Ii was much the same reason for the Brits driving on the Left Side as a holdover of the day that most knights, also right handed, charged on the left side so they could swing their swords; but when they jousted, well, that’s a different story… They charge on the Right Side, not the left side. You see, jousting is just for “fun” and they are not really trying to kill each other… If they charged, right handed on the left side, the lance is traveling straight and if they got a good hit, it more than likely ran straight through the opponent… But by charging on the right side, the lance is striking the opponent at an angle and much more likely to merely knock the opponent off their horse and if the lance broke, the pieces flew away from every one…
I know, TMI (To Much Information…)
I tried to joke with my Japanese counterparts when I was in Japan that in the US we drive on the “Right Side” and that is the “Right Way…” But my play on words fell on deaf ears as the Japanese words for “right side” is “migigawa” and the Japanese word for “right Way” is “tadashī hōhō” So, there is no play on words…

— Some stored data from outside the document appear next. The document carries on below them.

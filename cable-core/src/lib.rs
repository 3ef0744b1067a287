//! cable-core: multi-compartment cable engine (one cell at a time)
//!
//! Units are fixed throughout: ms, mV, nA, uS, um.

pub mod error;
pub mod compartment;
pub mod channel;
pub mod morphology;
pub mod cable;
pub mod synapse;
pub mod clamp;
pub mod event_queue;
pub mod neuron;

// Re-exports
pub use error::{CableError, Result};
pub use compartment::Compartment;
pub use channel::{Conductance, Gate, GateRate, HhChannel, HhParams, HhRates, Mechanism, PassiveParams};
pub use morphology::{Location, Morphology, Section, SectionId};
pub use cable::{CableTree, Diverged, NodeInput};
pub use synapse::{Exp2SynParams, ExpSynParams, Synapse, SynapseKind};
pub use clamp::{ClampParams, CurrentClamp};
pub use event_queue::{EventQueue, SynapseTarget, SynapticEvent};
pub use neuron::Neuron;
//! Pending synaptic events, ordered by delivery time then insertion order.

use std::cmp::Ordering;
use std::collections::BinaryHeap;

/// Global address of a synapse: owning cell and its slot on that cell.
#[derive(Clone, Copy, Debug, PartialEq, Eq, Hash, PartialOrd, Ord)]
pub struct SynapseTarget {
    pub cell: u32,
    pub synapse: usize,
}

#[derive(Clone, Copy, Debug, PartialEq)]
pub struct SynapticEvent {
    /// Delivery time (ms)
    pub time: f64,
    pub target: SynapseTarget,
    pub weight: f64,
}

#[derive(Clone, Copy, Debug)]
struct Entry {
    seq: u64,
    event: SynapticEvent,
}

impl PartialEq for Entry {
    fn eq(&self, other: &Self) -> bool {
        self.cmp(other) == Ordering::Equal
    }
}

impl Eq for Entry {}

impl PartialOrd for Entry {
    fn partial_cmp(&self, other: &Self) -> Option<Ordering> {
        Some(self.cmp(other))
    }
}

impl Ord for Entry {
    // Reversed so the max-heap pops the earliest (time, seq) first.
    fn cmp(&self, other: &Self) -> Ordering {
        other
            .event
            .time
            .total_cmp(&self.event.time)
            .then_with(|| other.seq.cmp(&self.seq))
    }
}

#[derive(Clone, Debug, Default)]
pub struct EventQueue {
    heap: BinaryHeap<Entry>,
    next_seq: u64,
}

impl EventQueue {
    pub fn new() -> Self {
        Self::default()
    }

    #[inline]
    pub fn schedule(&mut self, event: SynapticEvent) {
        debug_assert!(event.time.is_finite());
        let seq = self.next_seq;
        self.next_seq += 1;
        self.heap.push(Entry { seq, event });
    }

    /// Remove and return every event with `time <= until`, earliest first.
    pub fn pop_due(&mut self, until: f64) -> Vec<SynapticEvent> {
        let mut due = Vec::new();
        while let Some(top) = self.heap.peek() {
            if top.event.time > until {
                break;
            }
            if let Some(entry) = self.heap.pop() {
                due.push(entry.event);
            }
        }
        due
    }

    pub fn peek_time(&self) -> Option<f64> {
        self.heap.peek().map(|e| e.event.time)
    }

    pub fn len(&self) -> usize {
        self.heap.len()
    }

    pub fn is_empty(&self) -> bool {
        self.heap.is_empty()
    }

    /// Snapshot of the queue in delivery order.
    pub fn pending(&self) -> Vec<SynapticEvent> {
        let mut entries: Vec<Entry> = self.heap.iter().copied().collect();
        // Entry's ordering is reversed for the heap
        entries.sort_by(|a, b| b.cmp(a));
        entries.into_iter().map(|e| e.event).collect()
    }

    pub fn clear(&mut self) {
        self.heap.clear();
        self.next_seq = 0;
    }
}

#[cfg(test)]
mod tests {
    use super::*;
    use proptest::prelude::*;

    fn ev(time: f64, synapse: usize) -> SynapticEvent {
        SynapticEvent {
            time,
            target: SynapseTarget { cell: 0, synapse },
            weight: 1.0,
        }
    }

    #[test]
    fn pops_only_due_events() {
        let mut q = EventQueue::new();
        q.schedule(ev(3.0, 0));
        q.schedule(ev(1.0, 1));
        q.schedule(ev(2.0, 2));
        let due = q.pop_due(2.0);
        assert_eq!(due.iter().map(|e| e.target.synapse).collect::<Vec<_>>(), vec![1, 2]);
        assert_eq!(q.len(), 1);
        assert_eq!(q.peek_time(), Some(3.0));
        assert!(q.pop_due(2.999).is_empty());
    }

    #[test]
    fn ties_break_by_insertion_order() {
        let mut q = EventQueue::new();
        for s in 0..5 {
            q.schedule(ev(4.0, s));
        }
        let order: Vec<_> = q.pending().iter().map(|e| e.target.synapse).collect();
        assert_eq!(order, vec![0, 1, 2, 3, 4]);
        let popped: Vec<_> = q.pop_due(4.0).iter().map(|e| e.target.synapse).collect();
        assert_eq!(popped, order);
        assert!(q.is_empty());
    }

    #[test]
    fn clear_drops_everything() {
        let mut q = EventQueue::new();
        q.schedule(ev(1.0, 0));
        q.clear();
        assert!(q.is_empty());
        assert!(q.pop_due(f64::MAX).is_empty());
    }

    proptest! {
        #[test]
        fn delivery_order_is_time_then_insertion(times in prop::collection::vec(0u8..20, 1..64)) {
            let mut q = EventQueue::new();
            for (i, &t) in times.iter().enumerate() {
                q.schedule(ev(t as f64 * 0.5, i));
            }
            let out = q.pop_due(f64::MAX);
            prop_assert_eq!(out.len(), times.len());
            for w in out.windows(2) {
                prop_assert!(w[0].time <= w[1].time);
                if w[0].time == w[1].time {
                    prop_assert!(w[0].target.synapse < w[1].target.synapse);
                }
            }
        }
    }
}
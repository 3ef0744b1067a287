//! Fixed-step simulation clock.
//!
//! Time is `origin + steps * dt` rather than a running sum, so long runs do
//! not drift off the step grid.

use cable_core::{CableError, Result};

/// Default integration step (ms).
pub const DEFAULT_DT: f64 = 0.025;

#[derive(Clone, Copy, Debug, PartialEq)]
pub struct SimClock {
    origin: f64,
    steps: u64,
    dt: f64,
}

impl Default for SimClock {
    fn default() -> Self {
        Self {
            origin: 0.0,
            steps: 0,
            dt: DEFAULT_DT,
        }
    }
}

impl SimClock {
    pub fn new(dt: f64) -> Result<Self> {
        check_step(dt)?;
        Ok(Self {
            dt,
            ..Self::default()
        })
    }

    #[inline]
    pub fn time(&self) -> f64 {
        self.origin + self.steps as f64 * self.dt
    }

    #[inline]
    pub fn dt(&self) -> f64 {
        self.dt
    }

    /// Steps taken since the last rebase.
    pub fn steps(&self) -> u64 {
        self.steps
    }

    /// Change the step size. The current time becomes the new origin.
    pub fn set_step(&mut self, dt: f64) -> Result<()> {
        check_step(dt)?;
        self.origin = self.time();
        self.steps = 0;
        self.dt = dt;
        Ok(())
    }

    #[inline]
    pub fn tick(&mut self) {
        self.steps += 1;
    }

    pub fn reset(&mut self) {
        self.origin = 0.0;
        self.steps = 0;
    }

    /// Slack used when comparing times that should sit on the step grid.
    #[inline]
    pub fn tolerance(&self) -> f64 {
        self.dt * 1e-9
    }
}

fn check_step(dt: f64) -> Result<()> {
    if dt > 0.0 && dt.is_finite() {
        Ok(())
    } else {
        Err(CableError::InvalidParameter("step must be positive and finite"))
    }
}
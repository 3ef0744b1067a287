//! Sections and the section tree of one cell.
//!
//! A section is an unbranched cable cut into `nseg` equal compartments.
//! Sections join child-end-0 to a normalized point on the parent, so the
//! sections of a cell always form a tree with a single root.

use crate::channel::Mechanism;
use crate::compartment::Compartment;
use crate::error::{CableError, Result};

pub type SectionId = usize;

/// Address of one compartment inside a cell.
#[derive(Clone, Copy, Debug, PartialEq, Eq, Hash, PartialOrd, Ord)]
pub struct Location {
    pub section: SectionId,
    pub index: usize,
}

#[derive(Clone, Debug)]
pub struct Section {
    name: String,
    compartments: Vec<Compartment>,
    parent: Option<(SectionId, f64)>,
}

impl Section {
    /// Cylinder of `length` x `diameter` (um) cut into `nseg` compartments.
    pub fn new(
        name: impl Into<String>,
        length: f64,
        diameter: f64,
        nseg: usize,
        axial_resistivity: f64,
        capacitance: f64,
    ) -> Result<Self> {
        if nseg == 0 {
            return Err(CableError::InvalidParameter("nseg must be >= 1"));
        }
        let seg_len = length / nseg as f64;
        let compartments = (0..nseg)
            .map(|_| Compartment::create(seg_len, diameter, axial_resistivity, capacitance))
            .collect::<Result<Vec<_>>>()?;
        Ok(Self {
            name: name.into(),
            compartments,
            parent: None,
        })
    }

    /// Section built from explicit compartments (tapered cables etc.).
    pub fn from_compartments(name: impl Into<String>, compartments: Vec<Compartment>) -> Result<Self> {
        if compartments.is_empty() {
            return Err(CableError::InvalidParameter("section needs at least one compartment"));
        }
        Ok(Self {
            name: name.into(),
            compartments,
            parent: None,
        })
    }

    pub fn name(&self) -> &str {
        &self.name
    }

    pub fn nseg(&self) -> usize {
        self.compartments.len()
    }

    pub fn length(&self) -> f64 {
        self.compartments.iter().map(Compartment::length).sum()
    }

    pub fn parent(&self) -> Option<(SectionId, f64)> {
        self.parent
    }

    pub fn compartments(&self) -> &[Compartment] {
        &self.compartments
    }

    pub fn compartments_mut(&mut self) -> &mut [Compartment] {
        &mut self.compartments
    }

    /// Index of the compartment containing normalized position `x`.
    pub fn locate(&self, x: f64) -> Result<usize> {
        if !(0.0..=1.0).contains(&x) {
            return Err(CableError::InvalidPosition(x));
        }
        let n = self.compartments.len();
        Ok(((x * n as f64) as usize).min(n - 1))
    }

    /// Attach a copy of `mechanism` to every compartment.
    pub fn insert(&mut self, mechanism: Mechanism) {
        for c in &mut self.compartments {
            c.insert(mechanism);
        }
    }
}

#[derive(Clone, Debug, Default)]
pub struct Morphology {
    sections: Vec<Section>,
}

impl Morphology {
    pub fn new() -> Self {
        Self { sections: Vec::new() }
    }

    pub fn add_section(&mut self, section: Section) -> SectionId {
        self.sections.push(section);
        self.sections.len() - 1
    }

    /// Attach `child`'s 0-end to position `x` of `parent`.
    pub fn connect(&mut self, child: SectionId, parent: SectionId, x: f64) -> Result<()> {
        self.section(child)?;
        self.section(parent)?.locate(x)?;
        if child == parent {
            return Err(CableError::InvalidTopology("section connected to itself"));
        }
        if self.sections[child].parent.is_some() {
            return Err(CableError::InvalidTopology("section already has a parent"));
        }
        // walking up from `parent` must never reach `child`
        let mut cursor = Some(parent);
        while let Some(s) = cursor {
            if s == child {
                return Err(CableError::InvalidTopology("connection would form a cycle"));
            }
            cursor = self.sections[s].parent.map(|(p, _)| p);
        }
        self.sections[child].parent = Some((parent, x));
        Ok(())
    }

    /// The single parentless section.
    pub fn root(&self) -> Result<SectionId> {
        let mut roots = self
            .sections
            .iter()
            .enumerate()
            .filter(|(_, s)| s.parent.is_none())
            .map(|(i, _)| i);
        match (roots.next(), roots.next()) {
            (Some(r), None) => Ok(r),
            (None, _) => Err(CableError::InvalidTopology("morphology has no sections")),
            (Some(_), Some(_)) => Err(CableError::InvalidTopology("morphology has more than one root")),
        }
    }

    pub fn len(&self) -> usize {
        self.sections.len()
    }

    pub fn is_empty(&self) -> bool {
        self.sections.is_empty()
    }

    pub fn sections(&self) -> &[Section] {
        &self.sections
    }

    pub fn section(&self, id: SectionId) -> Result<&Section> {
        self.sections.get(id).ok_or(CableError::UnknownSection(id))
    }

    pub fn section_mut(&mut self, id: SectionId) -> Result<&mut Section> {
        self.sections.get_mut(id).ok_or(CableError::UnknownSection(id))
    }

    pub fn find(&self, name: &str) -> Option<SectionId> {
        self.sections.iter().position(|s| s.name == name)
    }

    pub fn location(&self, section: SectionId, x: f64) -> Result<Location> {
        let index = self.section(section)?.locate(x)?;
        Ok(Location { section, index })
    }

    pub fn compartment(&self, loc: Location) -> Result<&Compartment> {
        self.section(loc.section)?
            .compartments
            .get(loc.index)
            .ok_or(CableError::InvalidParameter("compartment index out of range"))
    }

    pub fn compartment_mut(&mut self, loc: Location) -> Result<&mut Compartment> {
        self.section_mut(loc.section)?
            .compartments
            .get_mut(loc.index)
            .ok_or(CableError::InvalidParameter("compartment index out of range"))
    }

    /// Unchecked access for locations produced by this morphology's cable tree.
    pub(crate) fn at_mut(&mut self, loc: Location) -> &mut Compartment {
        &mut self.sections[loc.section].compartments[loc.index]
    }

    pub fn compartment_count(&self) -> usize {
        self.sections.iter().map(Section::nseg).sum()
    }
}
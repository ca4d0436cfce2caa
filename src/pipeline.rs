use std::fmt;
use std::ops::Range;
use std::sync::Arc;

use serde::{Deserialize, Serialize};
use serde_json::Value;

use crate::detect::Detector;
use crate::error::{Result, VeilError};
use crate::span::{select_spans, Span};
use crate::store::TokenStore;
use crate::traverse;

/// Label-free template; the first token is `[REDACTED_1]`.
pub const DEFAULT_TEMPLATE: &str = "[REDACTED_{counter}]";

/// Label-aware template, e.g. `[EMAIL_3]`.
pub const LABELED_TEMPLATE: &str = "[{label}_{counter}]";

#[derive(Debug, Clone, PartialEq, Eq)]
enum Segment {
    Literal(String),
    Counter,
    Label,
}

/// Parsed redaction token template.
///
/// Placeholders: `{counter}` (or `{n}`) and `{label}`; `{{` and `}}` are
/// literal braces. A counter placeholder is mandatory so that distinct tokens
/// never compare equal.
#[derive(Debug, Clone, PartialEq, Eq)]
pub struct TokenFormat {
    template: String,
    segments: Vec<Segment>,
}

impl TokenFormat {
    pub fn new(template: impl Into<String>) -> Result<Self> {
        let template = template.into();
        let invalid = |reason: &str| VeilError::InvalidFormat {
            template: template.clone(),
            reason: reason.into(),
        };

        let mut segments = Vec::new();
        let mut literal = String::new();
        let mut chars = template.chars().peekable();
        while let Some(c) = chars.next() {
            match c {
                '{' if chars.peek() == Some(&'{') => {
                    chars.next();
                    literal.push('{');
                }
                '}' if chars.peek() == Some(&'}') => {
                    chars.next();
                    literal.push('}');
                }
                '{' => {
                    let mut name = String::new();
                    loop {
                        match chars.next() {
                            Some('}') => break,
                            Some(ch) => name.push(ch),
                            None => return Err(invalid("unclosed placeholder")),
                        }
                    }
                    let segment = match name.as_str() {
                        "counter" | "n" => Segment::Counter,
                        "label" => Segment::Label,
                        other => return Err(invalid(&format!("unknown placeholder {{{other}}}"))),
                    };
                    if !literal.is_empty() {
                        segments.push(Segment::Literal(std::mem::take(&mut literal)));
                    }
                    segments.push(segment);
                }
                _ => literal.push(c),
            }
        }
        if !literal.is_empty() {
            segments.push(Segment::Literal(literal));
        }

        if !segments.contains(&Segment::Counter) {
            return Err(invalid("missing {counter} placeholder"));
        }
        Ok(Self { template, segments })
    }

    pub fn labeled() -> Self {
        Self::new(LABELED_TEMPLATE).expect("built-in template is valid")
    }

    pub fn template(&self) -> &str {
        &self.template
    }

    pub fn render(&self, counter: u64, label: &str) -> String {
        let mut out = String::with_capacity(self.template.len() + 8);
        for segment in &self.segments {
            match segment {
                Segment::Literal(s) => out.push_str(s),
                Segment::Counter => out.push_str(&counter.to_string()),
                Segment::Label => out.push_str(label),
            }
        }
        out
    }
}

impl Default for TokenFormat {
    fn default() -> Self {
        Self::new(DEFAULT_TEMPLATE).expect("built-in template is valid")
    }
}

impl fmt::Display for TokenFormat {
    fn fmt(&self, f: &mut fmt::Formatter<'_>) -> fmt::Result {
        f.write_str(&self.template)
    }
}

/// Token emission state shared by the pipeline and the streaming buffer:
/// template, monotonically increasing counter, optional store.
#[derive(Debug, Clone, Default)]
pub(crate) struct Redactor {
    format: TokenFormat,
    counter: u64,
    store: Option<Arc<TokenStore>>,
}

impl Redactor {
    pub(crate) fn new(format: TokenFormat, store: Option<Arc<TokenStore>>) -> Self {
        Self {
            format,
            counter: 0,
            store,
        }
    }

    pub(crate) fn format(&self) -> &TokenFormat {
        &self.format
    }

    pub(crate) fn store(&self) -> Option<&Arc<TokenStore>> {
        self.store.as_ref()
    }

    /// Number of tokens emitted so far.
    pub(crate) fn counter(&self) -> u64 {
        self.counter
    }

    pub(crate) fn reset(&mut self) {
        self.counter = 0;
    }

    fn next_token(&mut self, span: &Span) -> String {
        self.counter += 1;
        let token = self.format.render(self.counter, &span.label);
        if let Some(store) = &self.store {
            store.record(&token, &span.text);
        }
        token
    }

    /// Append `text[range]` to `out` with every span replaced by a fresh
    /// token. Returns the number of tokens emitted.
    ///
    /// `spans` must come from [`select_spans`] over `text`: sorted,
    /// non-overlapping, on char boundaries, and inside `range`.
    pub(crate) fn emit(
        &mut self,
        text: &str,
        range: Range<usize>,
        spans: &[Span],
        out: &mut String,
    ) -> usize {
        let mut cursor = range.start;
        for span in spans {
            debug_assert!(cursor <= span.start && span.end <= range.end);
            out.push_str(&text[cursor..span.start]);
            let token = self.next_token(span);
            out.push_str(&token);
            cursor = span.end;
        }
        out.push_str(&text[cursor..range.end]);
        spans.len()
    }
}

/// One detection as reported by [`RedactionPipeline::explain`].
#[derive(Debug, Clone, PartialEq, Serialize, Deserialize)]
pub struct Detection {
    pub start: usize,
    pub end: usize,
    pub text: String,
    pub label: String,
    pub source: String,
    pub score: f64,
}

impl From<Span> for Detection {
    fn from(span: Span) -> Self {
        Self {
            start: span.start,
            end: span.end,
            text: span.text,
            label: span.label,
            source: span.source,
            score: span.score,
        }
    }
}

/// Audit view of a text: what would be redacted, without redacting it.
#[derive(Debug, Clone, PartialEq, Serialize, Deserialize)]
pub struct Explanation {
    pub original: String,
    pub detections: Vec<Detection>,
}

/// Detection-to-redaction pipeline for complete strings.
pub struct RedactionPipeline {
    detector: Arc<dyn Detector>,
    redactor: Redactor,
}

impl RedactionPipeline {
    pub fn new<D: Detector + 'static>(detector: D) -> Self {
        Self::from_shared(Arc::new(detector))
    }

    pub fn from_shared(detector: Arc<dyn Detector>) -> Self {
        Self {
            detector,
            redactor: Redactor::default(),
        }
    }

    pub fn with_format(mut self, format: TokenFormat) -> Self {
        self.redactor = Redactor::new(format, self.redactor.store.take());
        self
    }

    pub fn with_store(mut self, store: Arc<TokenStore>) -> Self {
        self.redactor.store = Some(store);
        self
    }

    pub fn detector(&self) -> &Arc<dyn Detector> {
        &self.detector
    }

    pub fn format(&self) -> &TokenFormat {
        self.redactor.format()
    }

    pub fn store(&self) -> Option<&Arc<TokenStore>> {
        self.redactor.store()
    }

    /// Tokens emitted by this pipeline so far.
    pub fn counter(&self) -> u64 {
        self.redactor.counter()
    }

    /// Restart token numbering at 1. The store is left untouched.
    pub fn reset_counter(&mut self) {
        self.redactor.reset();
    }

    fn select(&self, text: &str) -> Result<Vec<Span>> {
        let spans = self.detector.detect(text)?;
        Ok(select_spans(text, spans).spans)
    }

    /// Replace every selected span in `text` with a token, recording each
    /// token in the attached store.
    pub fn redact(&mut self, text: &str) -> Result<String> {
        let spans = self.select(text)?;
        let mut out = String::with_capacity(text.len());
        let emitted = self.redactor.emit(text, 0..text.len(), &spans, &mut out);
        tracing::debug!(detector = self.detector.name(), emitted, "redacted text");
        Ok(out)
    }

    /// The spans [`redact`](Self::redact) would replace, as structured records.
    pub fn explain(&self, text: &str) -> Result<Explanation> {
        let detections = self.select(text)?.into_iter().map(Detection::from).collect();
        Ok(Explanation {
            original: text.to_string(),
            detections,
        })
    }

    /// Redact every string leaf of a JSON document.
    pub fn redact_json(&mut self, value: &Value) -> Result<Value> {
        traverse::redact_value(value, &mut |s: &str| self.redact(s))
    }
}
use aho_corasick::{AhoCorasick, Input, MatchKind};

use crate::error::{Result, VeilError};
use crate::span::Span;

use super::Detector;

/// Source name reported by [`KeywordDetector`].
pub const SOURCE_KEYWORD: &str = "keyword";

/// Literal dictionary matching via aho-corasick.
///
/// Each term belongs to a label. Overlapping terms resolve leftmost-longest,
/// so `"Acme Corp"` wins over `"Acme"` at the same position.
pub struct KeywordDetector {
    automaton: AhoCorasick,
    /// Label for each pattern id in the automaton.
    labels: Vec<String>,
}

impl KeywordDetector {
    /// Build from `(label, terms)` pairs.
    pub fn new<I, L, T, S>(dictionaries: I, case_insensitive: bool) -> Result<Self>
    where
        I: IntoIterator<Item = (L, T)>,
        L: Into<String>,
        T: IntoIterator<Item = S>,
        S: Into<String>,
    {
        let mut labels = Vec::new();
        let mut terms = Vec::new();
        for (label, words) in dictionaries {
            let label = label.into();
            for word in words {
                let word = word.into();
                if word.is_empty() {
                    return Err(VeilError::InvalidPattern {
                        label,
                        reason: "empty keyword".into(),
                    });
                }
                labels.push(label.clone());
                terms.push(word);
            }
        }

        let automaton = AhoCorasick::builder()
            .match_kind(MatchKind::LeftmostLongest)
            .ascii_case_insensitive(case_insensitive)
            .build(&terms)
            .map_err(|e| VeilError::InvalidPattern {
                label: "*".into(),
                reason: e.to_string(),
            })?;

        Ok(Self { automaton, labels })
    }
}

impl Detector for KeywordDetector {
    fn detect(&self, text: &str) -> Result<Vec<Span>> {
        self.detect_from(text, 0)
    }

    fn detect_from(&self, text: &str, start: usize) -> Result<Vec<Span>> {
        if self.labels.is_empty() || start > text.len() {
            return Ok(Vec::new());
        }
        let spans = self
            .automaton
            .find_iter(Input::new(text).range(start..))
            .map(|mat| {
                Span::new(
                    mat.start(),
                    mat.end(),
                    self.labels[mat.pattern().as_usize()].as_str(),
                    1.0,
                    SOURCE_KEYWORD,
                    &text[mat.start()..mat.end()],
                )
            })
            .collect();
        Ok(spans)
    }

    fn name(&self) -> &str {
        SOURCE_KEYWORD
    }
}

I lived in Italy, on the coast, in the late 1970’s and the driving there could fill up it’s own topic… There were Fiat 500s (with a two cylinder 500cc engine) on the same roads as Maserati’s and Ferrari’s, and everyone sharing the roads with Vespa Scooters, all racing at high speed, the Fiats maxed out at 50-60 MPH, the Vespa Scooters with two, three, even four passengers, screaming at 30-60 MPH (depending on engine size 50-125cc) and the supercars passing everything else at 100mph plus…
And finally, in '91 during Desert Storm the roads in Kuwait got a little crowded in and it was never fun to drive there…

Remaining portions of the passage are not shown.